I know some people will probably say “Oh but you’ve had a great year, what are you moaning about?!”. But to them I say, some things in life are more important than possessions or achievements.

This year, my band played the Download Festival. Yes, it was fucking amazing, yes I’m incredibly lucky to have done it! But you know what the worst thing about it is? It was so incredible, so unexpected that it still feels like a dream. I still don’t believe I actually played, despite being there and seeing photographic evidence. And the further it gets away the more it seems like an illusion, like some fabrication of my fragile mind. Also, Download was a pretty sad time for me (again? yes I know, I moan a lot!) Seeing Metallica for the first time in years without certain company was incredibly heart-wrenching, so much so that I could barely talk to those I was with and had to go to the bar to excuse myself.

I guess I do look forward to 2013. There should be some good things happening, with some luck. But I also dread it. I dread hearing something that I knows is incredibly possible, that may well break me and I hate not knowing. I also hate not knowing if long lost friends are okay and I know that will continue in to 2013. But we will see, tomorrow is a day like any other but it is also the start of a new year and who knows what it will hold?

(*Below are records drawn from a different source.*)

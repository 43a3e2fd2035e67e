//! Common error types for rdpkg

use thiserror::Error;

/// Common result type for rdpkg operations
pub type Result<T> = std::result::Result<T, Error>;

/// Common error types shared by the package builder crates
#[derive(Error, Debug)]
pub enum Error {
    /// Database operation error (wraps sqlx::Error)
    #[error("Database error: {0}")]
    Database(#[from] sqlx::Error),

    /// I/O operation error (wraps std::io::Error)
    #[error("IO error: {0}")]
    Io(#[from] std::io::Error),

    /// Configuration loading or validation error
    #[error("Configuration error: {0}")]
    Config(String),

    /// Requested geography, state or table not found
    #[error("Not found: {0}")]
    NotFound(String),

    /// Invalid input (bad identifier, malformed record, unsupported year)
    #[error("Invalid input: {0}")]
    InvalidInput(String),

    /// Internal error
    #[error("Internal error: {0}")]
    Internal(String),
}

I suppose I should finish this with an album and film of the year. My album of this year is Dead End Kings by Katatonia and I thoroughly recommend it to anyone. ‘The Longest Year’ from their previous album is still my favourite song and therefore favourite song of this year. It has helped me when I’ve felt down and one of the things I intend to do next year is get the lyrics tattooed on the inside of my left arm (Nothing Else Matters lyrics on the inside of my right arm). I just need to pluck up the courage first! My favourite film by far is the Dark Knight Rises. I absolutely loved the end to a fantastic trilogy of films. The jury is still out on the Hobbit.

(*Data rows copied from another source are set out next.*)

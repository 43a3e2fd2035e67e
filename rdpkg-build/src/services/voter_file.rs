//! Voter registration overlay
//!
//! Block-level registration counts keyed by `geoid{yy}`. Raw party and
//! ethnicity columns are folded into canonical `reg_*` categories and
//! `pct_reg_*` shares of `reg_total`, then written onto the block layer.

use crate::services::overlay::{add_columns, read_delimited, update_in_batches, DelimitedTable, KeyedValues, OverlayError};
use crate::services::package_writer::FieldValue;
use rdpkg_common::db::migrations::{run_step, MigrationStep, StepOutcome};
use rdpkg_common::db::schema_sync::SchemaIntrospector;
use rdpkg_common::population::ratio;
use rdpkg_common::{DecennialYear, Progress};
use serde::Serialize;
use sqlx::SqlitePool;
use std::path::Path;
use tracing::{info, warn};

/// A canonical registration category and the raw columns summed into it
#[derive(Debug, Clone, Copy, PartialEq, Eq)]
pub struct RegistrationCategory {
    pub name: &'static str,
    pub sources: &'static [&'static str],
}

const fn reg(name: &'static str, sources: &'static [&'static str]) -> RegistrationCategory {
    RegistrationCategory { name, sources }
}

pub const REGISTRATION_CATEGORIES: &[RegistrationCategory] = &[
    reg("reg_total", &["total_reg"]),
    reg("reg_dem", &["party_dem"]),
    reg("reg_rep", &["party_rep"]),
    reg("reg_npp", &["party_npp"]),
    reg("reg_oth", &["party_lib", "party_grn", "party_oth"]),
    reg("reg_white", &["eth2_european", "eth2_other_european"]),
    reg("reg_black", &["eth2_likely_african_american", "eth2_african"]),
    reg("reg_hispanic", &["eth1_hisp"]),
    reg(
        "reg_asian",
        &["eth2_chinese", "eth2_indian", "eth2_japanese", "eth2_korean", "eth2_vietnamese"],
    ),
    reg("reg_mena", &["eth2_arab", "eth2_persian", "eth2_turkish"]),
];

/// Columns the overlay adds, counts first
pub fn registration_columns() -> Vec<(String, &'static str)> {
    let counts = REGISTRATION_CATEGORIES.iter().map(|c| (c.name.to_string(), "INTEGER"));
    let shares = REGISTRATION_CATEGORIES
        .iter()
        .skip(1)
        .map(|c| (format!("pct_{}", c.name), "REAL"));
    counts.chain(shares).collect()
}

/// Join column name for a census year
pub fn join_column(year: DecennialYear) -> String {
    format!("geoid{}", year.suffix())
}

fn parse_count(raw: &str) -> Option<i64> {
    if raw.is_empty() {
        return None;
    }
    raw.parse::<i64>()
        .ok()
        .or_else(|| raw.parse::<f64>().ok().map(|v| v.round() as i64))
}

/// Canonical values for one row, aligned with [`registration_columns`]
fn registration_values(sources: &[Vec<usize>], row: &[String]) -> Vec<FieldValue> {
    let counts: Vec<Option<i64>> = sources
        .iter()
        .map(|indexes| {
            indexes
                .iter()
                .filter_map(|&i| row.get(i).and_then(|v| parse_count(v)))
                .fold(None, |acc, v| Some(acc.unwrap_or(0) + v))
        })
        .collect();

    let total = counts.first().copied().flatten().map(|v| v as f64);
    let shares = counts
        .iter()
        .skip(1)
        .map(|c| FieldValue::from_option_f64(ratio(c.map(|v| v as f64), total)));

    counts
        .iter()
        .map(|c| c.map(FieldValue::Integer).unwrap_or(FieldValue::Null))
        .chain(shares)
        .collect()
}

/// Column indexes per category, plus the source names not found
fn resolve_sources(data: &DelimitedTable) -> (Vec<Vec<usize>>, Vec<&'static str>) {
    let mut missing = Vec::new();
    let mut sources = Vec::with_capacity(REGISTRATION_CATEGORIES.len());
    for category in REGISTRATION_CATEGORIES {
        let mut indexes = Vec::with_capacity(category.sources.len());
        for source in category.sources {
            match data.column(source) {
                Some(i) => indexes.push(i),
                None => missing.push(*source),
            }
        }
        sources.push(indexes);
    }
    (sources, missing)
}

#[derive(Debug, Serialize)]
struct VoterDetails {
    file: String,
    rows: u64,
    missing_sources: Vec<&'static str>,
}

/// Import a voter file onto `table`; `Ok(false)` when already imported
pub async fn import_voter_file(
    pool: &SqlitePool,
    table: &str,
    year: DecennialYear,
    path: &Path,
    progress: &Progress,
) -> Result<bool, OverlayError> {
    if !SchemaIntrospector::table_exists(pool, table).await? {
        return Err(OverlayError::MissingTable(table.to_string()));
    }

    let step = MigrationStep::columns_absent(format!("voter:{}", table), table, ["reg_total"]);
    let outcome = run_step(pool, &step, || async {
        let data = read_delimited(path)?;
        let key = data.require(path, &join_column(year))?;

        let (sources, missing_sources) = resolve_sources(&data);
        if !missing_sources.is_empty() {
            warn!(file = %path.display(), columns = ?missing_sources, "Voter file lacks source columns");
        }
        progress.checkpoint(5.0)?;

        let columns = registration_columns();
        add_columns(pool, table, &columns).await?;

        let rows: Vec<KeyedValues> = data
            .rows
            .iter()
            .filter_map(|row| {
                let geoid = row.get(key).filter(|k| !k.is_empty())?;
                Some(KeyedValues {
                    key: geoid.clone(),
                    values: registration_values(&sources, row),
                })
            })
            .collect();

        let names: Vec<&str> = columns.iter().map(|(n, _)| n.as_str()).collect();
        let changed = update_in_batches(pool, table, "geoid", &names, rows, &progress.scoped(10.0, 100.0)).await?;
        info!(table, file = %path.display(), rows = changed, "Voter registration imported");

        Ok::<_, OverlayError>(VoterDetails {
            file: path.display().to_string(),
            rows: changed,
            missing_sources,
        })
    })
    .await?;

    Ok(matches!(outcome, StepOutcome::Applied(_)))
}

#[cfg(test)]
mod tests {
    use super::*;

    #[test]
    fn test_columns() {
        let columns = registration_columns();
        assert_eq!(columns[0], ("reg_total".to_string(), "INTEGER"));
        assert!(columns.iter().any(|(n, t)| n == "pct_reg_mena" && *t == "REAL"));
        assert!(!columns.iter().any(|(n, _)| n == "pct_reg_total"));
        assert_eq!(join_column(DecennialYear::Y2020), "geoid20");
    }

    #[test]
    fn test_values_combine_sources() {
        let data = DelimitedTable {
            headers: ["geoid20", "total_reg", "party_lib", "party_oth", "eth2_arab"]
                .iter()
                .map(|s| s.to_string())
                .collect(),
            rows: Vec::new(),
        };
        let (sources, missing) = resolve_sources(&data);
        assert!(missing.contains(&"party_grn"));

        let row: Vec<String> = ["440010101001000", "10", "2", "3", ""]
            .iter()
            .map(|s| s.to_string())
            .collect();
        let values = registration_values(&sources, &row);
        let columns = registration_columns();
        let lookup = |name: &str| values[columns.iter().position(|(n, _)| n == name).unwrap()].clone();

        assert_eq!(lookup("reg_total"), FieldValue::Integer(10));
        assert_eq!(lookup("reg_oth"), FieldValue::Integer(5));
        assert_eq!(lookup("pct_reg_oth"), FieldValue::Real(0.5));
        assert_eq!(lookup("reg_mena"), FieldValue::Null);
        assert_eq!(lookup("pct_reg_mena"), FieldValue::Null);
    }

    #[test]
    fn test_parse_count() {
        assert_eq!(parse_count("12"), Some(12));
        assert_eq!(parse_count("12.0"), Some(12));
        assert_eq!(parse_count(""), None);
        assert_eq!(parse_count("n/a"), None);
    }
}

Let me give you a sample of the lyrics from three select songs off their new album (but all the songs and lyrics are on the album are beautiful):

The Parting

“In the weak light

I saw you becoming the lie.

Taking it all for granted, like freedom.

It’s something you’ll never have.”

Ambitions

“At night walking on the tracks
Change my perspective
Idle hands with wounds and cracks
Stale
Ineffective
But past the veil
The memories of things
Still so in love with you

So dense this strife
Kicked the life
I feel this weight upon my heart

Indecision
Sow the seed
Aspiration is never within reach
At night there is no other view
Sing a song for the ones who never made it”

Dead Letters

“Dim my lights
Time is frail
You shut my mind
But oh well
Trapped and choked
Erased my trail
Split the chest
My heart couldn’t feel more pale
Only once
Could I see clear

Vexation
Internal void
My dreams are getting darker and darker
And darker”

The following are the lyrics I’m thinking about getting tattooed:

“In the nights of old I always wished
In the longest year that had me down
And I would freeze if you ever asked me
That was my way”

Or at least the first two lines.

Well thank you for reading and I hope I haven’t depressed you too much.

Happy New Year and good luck for 2013!